## What the exercise asks:
Go line by line through the data below and count those that hold "category". Return only the number.

-------- Excerpted records

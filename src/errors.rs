use axum::http::StatusCode;

#[derive(Debug)]
pub struct AppError {
    pub status: StatusCode,
    pub message: String,
}

impl AppError {
    pub fn bad_request(message: impl Into<String>) -> Self {
        Self {
            status: StatusCode::BAD_REQUEST,
            message: message.into(),
        }
    }

    pub fn unauthorized(message: impl Into<String>) -> Self {
        Self {
            status: StatusCode::UNAUTHORIZED,
            message: message.into(),
        }
    }

    /// The remote health backend could not be reached or answered garbage.
    pub fn bad_gateway(message: impl Into<String>) -> Self {
        Self {
            status: StatusCode::BAD_GATEWAY,
            message: message.into(),
        }
    }

    pub fn internal(err: impl std::error::Error) -> Self {
        Self {
            status: StatusCode::INTERNAL_SERVER_ERROR,
            message: err.to_string(),
        }
    }
}

impl std::fmt::Display for AppError {
    fn fmt(&self, f: &mut std::fmt::Formatter<'_>) -> std::fmt::Result {
        write!(f, "{}: {}", self.status, self.message)
    }
}

impl std::error::Error for AppError {}

impl From<std::io::Error> for AppError {
    fn from(err: std::io::Error) -> Self {
        Self::internal(err)
    }
}

impl From<serde_json::Error> for AppError {
    fn from(err: serde_json::Error) -> Self {
        Self::internal(err)
    }
}

impl axum::response::IntoResponse for AppError {
    fn into_response(self) -> axum::response::Response {
        (self.status, self.message).into_response()
    }
}
//! Dashboard calculators and form checks that need no backend.

use crate::errors::AppError;
use crate::models::{Appointment, NewMedication, SignupForm};
use chrono::{Datelike, NaiveDate};
use serde::Serialize;

pub const WATER_GOAL_ML: u32 = 3000;
pub const WATER_MAX_ML: f64 = 10_000.0;

const ALLOWED_EMAIL_DOMAINS: [&str; 5] = [
    "gmail.com",
    "outlook.com",
    "hotmail.com",
    "yahoo.com",
    "rediffmail.com",
];

pub const DOCTORS: &[&str] = &[
    "Dr. Meera Sharma",
    "Dr. Arjun Patel",
    "Dr. Priya Desai",
    "Dr. Rahul Joshi",
    "Dr. Neha Kumar",
];

pub const TIME_SLOTS: &[&str] = &[
    "09:00 AM", "10:00 AM", "11:00 AM", "12:00 PM", "02:00 PM", "03:00 PM", "04:00 PM", "05:00 PM",
];

const HEALTH_TIPS: &[&str] = &[
    "Drink 8 glasses of water daily.",
    "Take a 10-minute walk every day.",
    "Eat fruits and vegetables regularly.",
    "Sleep 7-8 hours for better health.",
    "Avoid screens before sleep.",
    "Practice meditation for 5 minutes daily.",
    "Exercise at least 30 minutes a day.",
    "Include protein in every meal.",
    "Get some sunlight exposure daily.",
    "Avoid processed foods and sugary drinks.",
];

#[derive(Debug, Clone, PartialEq, Serialize)]
pub struct BmiReading {
    pub bmi: f64,
    pub category: &'static str,
}

pub fn bmi(height_cm: f64, weight_kg: f64) -> Result<BmiReading, AppError> {
    if !(height_cm > 0.0 && weight_kg > 0.0) {
        return Err(AppError::bad_request("Enter valid values."));
    }

    let meters = height_cm / 100.0;
    let bmi = (weight_kg / (meters * meters) * 100.0).round() / 100.0;
    let category = if bmi < 18.5 {
        "Underweight"
    } else if bmi < 25.0 {
        "Normal weight"
    } else if bmi < 30.0 {
        "Overweight"
    } else {
        "Obese"
    };

    Ok(BmiReading { bmi, category })
}

#[derive(Debug, Clone, PartialEq, Serialize)]
pub struct CaloriePlan {
    pub calories: i64,
    pub goal: &'static str,
}

pub fn daily_calories(age: u32, gender: &str, goal: &str) -> Result<CaloriePlan, AppError> {
    if gender.trim().is_empty() || goal.trim().is_empty() || age == 0 {
        return Err(AppError::bad_request("Please fill all fields."));
    }
    if !(10..=100).contains(&age) {
        return Err(AppError::bad_request("Please enter a valid age (10-100)."));
    }

    let age = i64::from(age);
    let base = match gender {
        "male" => 2500 - age * 5,
        "female" => 2000 - age * 4,
        other => return Err(AppError::bad_request(format!("Unknown gender {other:?}."))),
    };
    let (calories, goal) = match goal {
        "lose" => (base - 500, "Weight Loss"),
        "gain" => (base + 500, "Weight Gain"),
        "maintain" => (base, "Maintenance"),
        other => return Err(AppError::bad_request(format!("Unknown goal {other:?}."))),
    };

    Ok(CaloriePlan { calories, goal })
}

#[derive(Debug, Clone, Copy, PartialEq, Eq, Serialize)]
#[serde(rename_all = "snake_case")]
pub enum WaterLevel {
    Low,
    Medium,
    Good,
}

#[derive(Debug, Clone, PartialEq, Serialize)]
pub struct WaterProgress {
    pub ml: u32,
    pub percent: u8,
    pub level: WaterLevel,
}

/// Accepts any amount in 0-10000 ml and rounds it to whole millilitres.
pub fn validate_water(ml: f64) -> Result<u32, AppError> {
    if !(0.0..=WATER_MAX_ML).contains(&ml) {
        return Err(AppError::bad_request(
            "Please enter a valid water amount (0-10000 ml)",
        ));
    }
    Ok(ml.round() as u32)
}

pub fn water_progress(ml: u32) -> WaterProgress {
    let percent = (f64::from(ml) / f64::from(WATER_GOAL_ML) * 100.0).min(100.0);
    let level = if percent < 33.0 {
        WaterLevel::Low
    } else if percent < 66.0 {
        WaterLevel::Medium
    } else {
        WaterLevel::Good
    };

    WaterProgress {
        ml,
        percent: percent.round() as u8,
        level,
    }
}

pub fn validate_email(email: &str) -> bool {
    let parts: Vec<&str> = email.trim().split('@').collect();
    match parts.as_slice() {
        [_, domain] => ALLOWED_EMAIL_DOMAINS.contains(&domain.to_lowercase().as_str()),
        _ => false,
    }
}

pub fn validate_signup(form: &SignupForm) -> Result<(), AppError> {
    if form.name.trim().is_empty()
        || form.email.trim().is_empty()
        || form.password.is_empty()
        || form.confirm.is_empty()
    {
        return Err(AppError::bad_request("Fill all fields."));
    }
    if !validate_email(&form.email) {
        return Err(AppError::bad_request(
            "Use Gmail, Outlook, Yahoo, Hotmail, Rediffmail only.",
        ));
    }
    if form.password.chars().count() < 6 {
        return Err(AppError::bad_request(
            "Password must be at least 6 characters.",
        ));
    }
    if form.password != form.confirm {
        return Err(AppError::bad_request("Passwords do not match."));
    }
    Ok(())
}

/// Returns the duration in days once every field is present.
pub fn validate_medication(form: &NewMedication) -> Result<u32, AppError> {
    if form.name.trim().is_empty()
        || form.dosage.trim().is_empty()
        || form.frequency.trim().is_empty()
        || form.duration.trim().is_empty()
    {
        return Err(AppError::bad_request("Please fill all medication details."));
    }
    match form.duration.trim().parse::<u32>() {
        Ok(days) if days > 0 => Ok(days),
        _ => Err(AppError::bad_request("Duration must be a whole number of days.")),
    }
}

pub fn validate_appointment(appointment: &Appointment, today: NaiveDate) -> Result<(), AppError> {
    if appointment.doctor.trim().is_empty()
        || appointment.date.trim().is_empty()
        || appointment.time.trim().is_empty()
    {
        return Err(AppError::bad_request("Please fill all appointment details."));
    }
    let date = NaiveDate::parse_from_str(appointment.date.trim(), "%Y-%m-%d")
        .map_err(|_| AppError::bad_request("Appointment date must be YYYY-MM-DD."))?;
    if date < today {
        return Err(AppError::bad_request("Appointment date cannot be in the past."));
    }
    Ok(())
}

pub fn tip_of_the_day(date: NaiveDate) -> &'static str {
    HEALTH_TIPS[date.ordinal0() as usize % HEALTH_TIPS.len()]
}
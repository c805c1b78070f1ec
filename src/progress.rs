use crate::schedule::ScheduledDose;
use serde::Serialize;

#[derive(Debug, Clone, Copy, PartialEq, Eq, Serialize)]
pub struct Progress {
    pub taken: usize,
    pub total: usize,
    /// Rounded, halves up. Zero when nothing is scheduled.
    pub percentage: u8,
    pub complete: bool,
}

impl Progress {
    pub fn new(taken: usize, total: usize) -> Self {
        let percentage = if total == 0 {
            0
        } else {
            let taken = taken.min(total);
            ((taken * 200 + total) / (total * 2)) as u8
        };

        Self {
            taken,
            total,
            percentage,
            complete: percentage == 100,
        }
    }

    pub fn from_doses(doses: &[ScheduledDose]) -> Self {
        let taken = doses.iter().filter(|dose| dose.is_taken()).count();
        Self::new(taken, doses.len())
    }
}
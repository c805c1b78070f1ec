use std::{env, path::PathBuf, time::Duration};

const DEFAULT_PORT: u16 = 8080;
const DEFAULT_DATA_PATH: &str = "data/local_storage.json";
const DEFAULT_API_URL: &str = "http://127.0.0.1:5000";
const DEFAULT_ROLLOVER_SECS: u64 = 60;

#[derive(Debug, Clone)]
pub struct Config {
    pub port: u16,
    pub data_path: PathBuf,
    pub api_url: String,
    pub api_timeout: Option<Duration>,
    pub rollover_interval: Duration,
}

impl Config {
    pub fn from_env() -> Self {
        let port = env_parse("PORT").unwrap_or(DEFAULT_PORT);
        let data_path = env::var("APP_DATA_PATH")
            .map(PathBuf::from)
            .unwrap_or_else(|_| PathBuf::from(DEFAULT_DATA_PATH));
        let api_url = env::var("HEALTH_API_URL").unwrap_or_else(|_| DEFAULT_API_URL.to_string());
        let api_timeout = env_parse("HEALTH_API_TIMEOUT_SECS").map(Duration::from_secs);
        let rollover_interval = env_parse("ROLLOVER_CHECK_SECS")
            .filter(|secs| *secs > 0)
            .map(Duration::from_secs)
            .unwrap_or(Duration::from_secs(DEFAULT_ROLLOVER_SECS));

        Self {
            port,
            data_path,
            api_url: api_url.trim_end_matches('/').to_string(),
            api_timeout,
            rollover_interval,
        }
    }
}

fn env_parse<T: std::str::FromStr>(name: &str) -> Option<T> {
    env::var(name).ok().and_then(|value| value.trim().parse().ok())
}
use std::io::Write;
use std::sync::Arc;

use anyhow::Result;
use fluvio_future::timer::sleep;
use fluvio_types::event::StickyEvent;
use tokio::select;
use tracing::{debug, info};

use crate::config::CatFactsConfig;
use crate::sink::FactSink;
use crate::source::CatFactSource;

/// The poll loop: fetch one fact, publish it, echo it to the console,
/// then wait out the interval.
///
/// Runs until the shutdown event is set. Any failing step ends the loop
/// with an error; there is no retry.
pub(crate) struct CatFactsConnector<S, W> {
    config: CatFactsConfig,
    source: CatFactSource,
    sink: S,
    out: W,
    shutdown: Arc<StickyEvent>,
}

impl<S, W> CatFactsConnector<S, W>
where
    S: FactSink,
    W: Write,
{
    pub(crate) fn new(
        config: CatFactsConfig,
        source: CatFactSource,
        sink: S,
        out: W,
        shutdown: Arc<StickyEvent>,
    ) -> Self {
        Self {
            config,
            source,
            sink,
            out,
            shutdown,
        }
    }

    pub(crate) async fn run(mut self) -> Result<()> {
        info!(interval = ?self.config.interval, "entering poll loop");

        while !self.shutdown.is_set() {
            let fact = self.source.fetch().await?;
            self.sink.publish(&fact).await?;
            writeln!(self.out, "{fact}")?;

            select! {
                _ = sleep(self.config.interval) => {},
                _ = self.shutdown.listen() => {},
            }
        }

        debug!("poll loop stopped");
        Ok(())
    }
}
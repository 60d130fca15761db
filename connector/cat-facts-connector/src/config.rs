use std::time::Duration;

const CAT_FACTS_ENDPOINT: &str = "https://catfact.ninja/fact";
const CAT_FACTS_TOPIC: &str = "cat-facts-random";
const WAIT_INTERVAL: Duration = Duration::from_secs(10);

/// Fixed parameters of the connector.
///
/// Nothing is read from the environment, CLI, or a config file;
/// `Default` supplies the values the connector ships with. The struct
/// exists so the poll loop can be driven against other endpoints and
/// intervals in tests.
#[derive(Debug, Clone)]
pub(crate) struct CatFactsConfig {
    /// endpoint that returns one random fact per GET
    pub endpoint: String,
    /// topic that receives one record per fact
    pub topic: String,
    /// delay after each iteration
    pub interval: Duration,
}

impl Default for CatFactsConfig {
    fn default() -> Self {
        Self {
            endpoint: CAT_FACTS_ENDPOINT.to_owned(),
            topic: CAT_FACTS_TOPIC.to_owned(),
            interval: WAIT_INTERVAL,
        }
    }
}
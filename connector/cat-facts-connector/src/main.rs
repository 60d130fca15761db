//! A connector that polls a cat facts API and produces each fact
//! to a fluvio topic.
//!
//! Before running, make sure you have created the topic:
//!
//! ```text
//! $ fluvio topic create cat-facts-random
//! ```
//!
//! Then start the connector:
//!
//! ```text
//! $ cargo run --bin cat-facts-connector
//! ```
//!
//! You can watch the facts arrive with:
//!
//! ```text
//! $ fluvio consume cat-facts-random -B
//! ```

mod config;
mod connector;
mod sink;
mod source;

use std::io;

use anyhow::Result;
use fluvio::Fluvio;
use fluvio_future::subscriber::init_logger;
use fluvio_types::event::StickyEvent;
use tracing::info;

use crate::config::CatFactsConfig;
use crate::connector::CatFactsConnector;
use crate::source::CatFactSource;

#[async_std::main]
async fn main() -> Result<()> {
    init_logger();

    let config = CatFactsConfig::default();
    info!(
        endpoint = %config.endpoint,
        topic = %config.topic,
        "starting cat facts connector"
    );

    let fluvio = Fluvio::connect().await?;
    let producer = fluvio.topic_producer(&config.topic).await?;

    let source = CatFactSource::new(&config);
    let connector = CatFactsConnector::new(
        config,
        source,
        producer,
        io::stdout(),
        StickyEvent::shared(),
    );

    connector.run().await
}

----------------

## Task output:
3